Input data:
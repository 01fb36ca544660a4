//! In-memory implementation of the RecordStore trait.
//!
//! Primarily for testing. Same semantics as SQLite but keeps everything in
//! memory with no persistence.

use std::collections::HashMap;
use std::sync::RwLock;

use async_trait::async_trait;
use diffpair_core::{Record, RecordId};

use crate::error::Result;
use crate::traits::RecordStore;

/// In-memory store implementation.
///
/// All data is lost when the store is dropped. Thread-safe via RwLock.
#[derive(Default)]
pub struct MemoryStore {
    records: RwLock<HashMap<RecordId, Record>>,
}

impl MemoryStore {
    /// Create a new empty in-memory store.
    pub fn new() -> Self {
        Self::default()
    }
}

#[async_trait]
impl RecordStore for MemoryStore {
    async fn find_by_id(&self, id: &RecordId) -> Result<Option<Record>> {
        let records = self.records.read().expect("record map lock poisoned");
        Ok(records.get(id).cloned())
    }

    async fn save(&self, record: &Record) -> Result<Record> {
        let mut records = self.records.write().expect("record map lock poisoned");
        records.insert(record.id().clone(), record.clone());
        Ok(record.clone())
    }
}

#[cfg(test)]
mod tests {
    use super::*;
    use bytes::Bytes;
    use diffpair_core::Side;

    fn record(id: &str, content: &'static [u8]) -> Record {
        Record::with_side(
            RecordId::parse(id).unwrap(),
            Side::Left,
            Bytes::from_static(content),
        )
    }

    #[tokio::test]
    async fn find_on_empty_store_is_none() {
        let store = MemoryStore::new();
        let id = RecordId::parse("missing").unwrap();
        assert!(store.find_by_id(&id).await.unwrap().is_none());
    }

    #[tokio::test]
    async fn save_then_find_round_trips() {
        let store = MemoryStore::new();
        let record = record("a", b"content");

        let saved = store.save(&record).await.unwrap();
        assert_eq!(saved, record);

        let found = store.find_by_id(record.id()).await.unwrap().unwrap();
        assert_eq!(found, record);
    }

    #[tokio::test]
    async fn save_replaces_existing_record() {
        let store = MemoryStore::new();
        store.save(&record("a", b"old")).await.unwrap();
        store.save(&record("a", b"new")).await.unwrap();

        let id = RecordId::parse("a").unwrap();
        let found = store.find_by_id(&id).await.unwrap().unwrap();
        assert_eq!(found.side(Side::Left).unwrap(), &Bytes::from_static(b"new"));
    }
}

What the task requires:
Wherever the string "content" appears in a line of the records, copy that line.

Exercise output:
    fn record(id: &str, content: &'static [u8]) -> Record {
            Bytes::from_static(content),
        let record = record("a", b"content");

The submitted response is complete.